海馬組織からのニューロスフェアの形成と拡大

自己複製能力を持つ神経幹細胞と前駆細胞が豊富な脳組織である出生後のマウス海馬歯状回から始めます。

組織の細胞外マトリックスを解離させ、細胞を緩めるトリプシン酵素を追加します。

次に、酵素を取り除き、バッファーで組織を繰り返し洗浄します。

バッファーを成長因子が豊富なニューロン培地に交換します。

ピペットで組織を解離し、細胞を培地に放出します。

希釈した細胞懸濁液をコーティングされていないシャーレに播種し、インキュベートします。

幹細胞と前駆細胞は、栄養素と成長因子を利用して増殖します。

時間が経つにつれて、それらは自発的に凝集し、不均一な細胞集団を持つ一次神経圏と呼ばれる自由に浮遊する3次元構造を形成します。

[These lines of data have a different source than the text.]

//! Notification broadcaster.
//!
//! Holds the process's one standing subscription to job outcome payloads and
//! hands each of them to the room registry.

use std::sync::Arc;

use tokio::sync::broadcast;
use tracing::{debug, info, warn};

use crate::fanout::{BroadcastAll, FanoutPolicy, Route};
use crate::rooms::{FanoutReport, RoomRegistry};

/// Relays notification payloads to websocket rooms.
pub struct NotificationBroadcaster {
    registry: Arc<RoomRegistry>,
    policy: Arc<dyn FanoutPolicy>,
}

impl NotificationBroadcaster {
    /// Create a broadcaster with the given routing policy.
    pub fn new(registry: Arc<RoomRegistry>, policy: Arc<dyn FanoutPolicy>) -> Self {
        Self { registry, policy }
    }

    /// Create a broadcaster that relays to every room.
    #[must_use]
    pub fn broadcast_all(registry: Arc<RoomRegistry>) -> Self {
        Self::new(registry, Arc::new(BroadcastAll))
    }

    /// Route one payload and queue it for its connections.
    pub async fn dispatch(&self, payload: String) -> FanoutReport {
        match self.policy.route(&payload) {
            Route::AllRooms => self.registry.broadcast_all(payload).await,
            Route::Room(room_id) => self.registry.broadcast_to_room(&room_id, payload).await,
            Route::Drop => {
                debug!("Notification dropped by fan-out policy");
                FanoutReport::default()
            }
        }
    }

    /// Relay payloads until the source channel closes.
    pub async fn run(self, mut notifications: broadcast::Receiver<String>) {
        info!("Notification broadcaster started");

        loop {
            match notifications.recv().await {
                Ok(payload) => {
                    let report = self.dispatch(payload).await;
                    debug!(
                        delivered = report.delivered,
                        dropped = report.dropped,
                        removed = report.removed,
                        "Notification relayed"
                    );
                }
                Err(broadcast::error::RecvError::Lagged(skipped)) => {
                    warn!(skipped, "Notification broadcaster lagged, notifications lost");
                }
                Err(broadcast::error::RecvError::Closed) => break,
            }
        }

        info!("Notification broadcaster stopped");
    }
}

#[cfg(test)]
#[allow(clippy::unwrap_used)]
mod tests {
    use super::*;
    use crate::rooms::Connection;
    use std::time::Duration;

    struct OnlyRoom(&'static str);

    impl FanoutPolicy for OnlyRoom {
        fn route(&self, payload: &str) -> Route {
            if payload.is_empty() {
                Route::Drop
            } else {
                Route::Room(self.0.to_string())
            }
        }
    }

    #[tokio::test]
    async fn test_run_relays_to_all_rooms() {
        let registry = Arc::new(RoomRegistry::new());
        let (a, mut rx_a) = Connection::new(4);
        let (b, mut rx_b) = Connection::new(4);
        registry.join("r1", a).await;
        registry.join("r2", b).await;

        let (tx, rx) = broadcast::channel(16);
        let handle = tokio::spawn(NotificationBroadcaster::broadcast_all(registry).run(rx));

        tx.send(r#"{"task_id":"task_1","status":"completed"}"#.to_string())
            .unwrap();

        for rx in [&mut rx_a, &mut rx_b] {
            let got = tokio::time::timeout(Duration::from_secs(1), rx.recv())
                .await
                .unwrap()
                .unwrap();
            assert!(got.contains("task_1"));
        }

        drop(tx);
        tokio::time::timeout(Duration::from_secs(1), handle)
            .await
            .unwrap()
            .unwrap();
    }

    #[tokio::test]
    async fn test_policy_routes_to_single_room() {
        let registry = Arc::new(RoomRegistry::new());
        let (a, mut rx_a) = Connection::new(4);
        let (b, mut rx_b) = Connection::new(4);
        registry.join("r1", a).await;
        registry.join("r2", b).await;

        let broadcaster = NotificationBroadcaster::new(registry, Arc::new(OnlyRoom("r2")));

        let report = broadcaster.dispatch("hi".to_string()).await;
        assert_eq!(report.delivered, 1);
        assert_eq!(&*rx_b.recv().await.unwrap(), "hi");
        assert!(rx_a.try_recv().is_err());

        assert_eq!(
            broadcaster.dispatch(String::new()).await,
            FanoutReport::default()
        );
    }

    #[tokio::test]
    async fn test_lag_does_not_stop_broadcaster() {
        let registry = Arc::new(RoomRegistry::new());
        let (conn, mut conn_rx) = Connection::new(16);
        registry.join("r1", conn).await;

        let (tx, rx) = broadcast::channel(2);
        for i in 0..5 {
            tx.send(format!("old {i}")).unwrap();
        }
        let handle = tokio::spawn(NotificationBroadcaster::broadcast_all(registry).run(rx));

        let first = tokio::time::timeout(Duration::from_secs(1), conn_rx.recv())
            .await
            .unwrap()
            .unwrap();
        assert_eq!(&*first, "old 3");

        tx.send("fresh".to_string()).unwrap();
        let mut last = String::new();
        while last != "fresh" {
            last = tokio::time::timeout(Duration::from_secs(1), conn_rx.recv())
                .await
                .unwrap()
                .unwrap()
                .to_string();
        }

        drop(tx);
        handle.await.unwrap();
    }
}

これらの神経球を集め、上清を捨てます。神経球をニューロン培養培地に再懸濁し、単一細胞懸濁液に解離します。

これらの細胞をコーティングされていないシャーレで再培養して、比較的均質な細胞集団を持つ二次神経球を形成します。

SVZおよびDGサンプルを解離するには、HBSS中のトリプシン-EDTAの最終濃度5%から10%のトリプシン-EDTA 0.05%を各チューブに加え、摂氏37度で約15分間インキュベートします。

トリプシンの過剰使用やインキュベーション時間が長すぎると、細胞死が増加し、細胞増殖に悪影響を与える可能性があります。

そして、組織が凝集し、4回連続して洗浄する酵素溶液を、洗浄ごとに1ミリリットルの新鮮な補充されたHBSSに置き換えます。最後の洗浄後、消化した組織を1ミリリットルの無血清培地に再懸濁し、1ミリリットルあたり10ナノグラムの上皮成長因子、およびチューブあたり1ミリリットルあたり5ナノグラムの塩基性線維芽細胞成長因子を補充します。

次に、均質な細胞溶液が得られるまで、P1000ピペットで7〜10回穏やかなピペッティングで組織を機械的に解離します。SVZ細胞内の解離したDGの密度を決定するには、血球計算盤で各懸濁液中の細胞をカウントします。

細胞を神経球に増殖させるには、成長因子を添加した無血清培地で、個々の細胞集団を1ミリリットルあたり2 x 10⁴細胞密度で希釈し、5ミリリットルの細胞懸濁液をコーティングされていない直径60ミリメートルのペトリ皿に播種します。次に、SVZ細胞を摂氏37度で6〜8日間インキュベートし、DG細胞を摂氏37度で10〜12日間インキュベートして、一次神経球を形成します。

神経球の大部分の直径が150〜200マイクロメートルの場合、培養物から細胞懸濁液を採取し、遠心分離によって神経球を収集します。製造元の指示に従って、マウス化学解離キットで神経球ペレットを再懸濁します。

別の遠心分離で細胞を採取する前に、上清を成長因子を添加した1ミリリットルの無血清培地に置き換え、ペレットを約10回穏やかに粉砕します。

実証されているように解離した神経細胞を数え、成長因子を添加した無血清培地で、1ミリリットルあたり2 x 10⁴細胞密度で細胞を再播種し、新しい60ミリメートルのペトリ皿に入れます。次に、細胞を細胞培養インキュベーターに戻して、必要に応じてさらに6〜8日間、または必要に応じて10〜12日間戻して、二次神経球を取得します。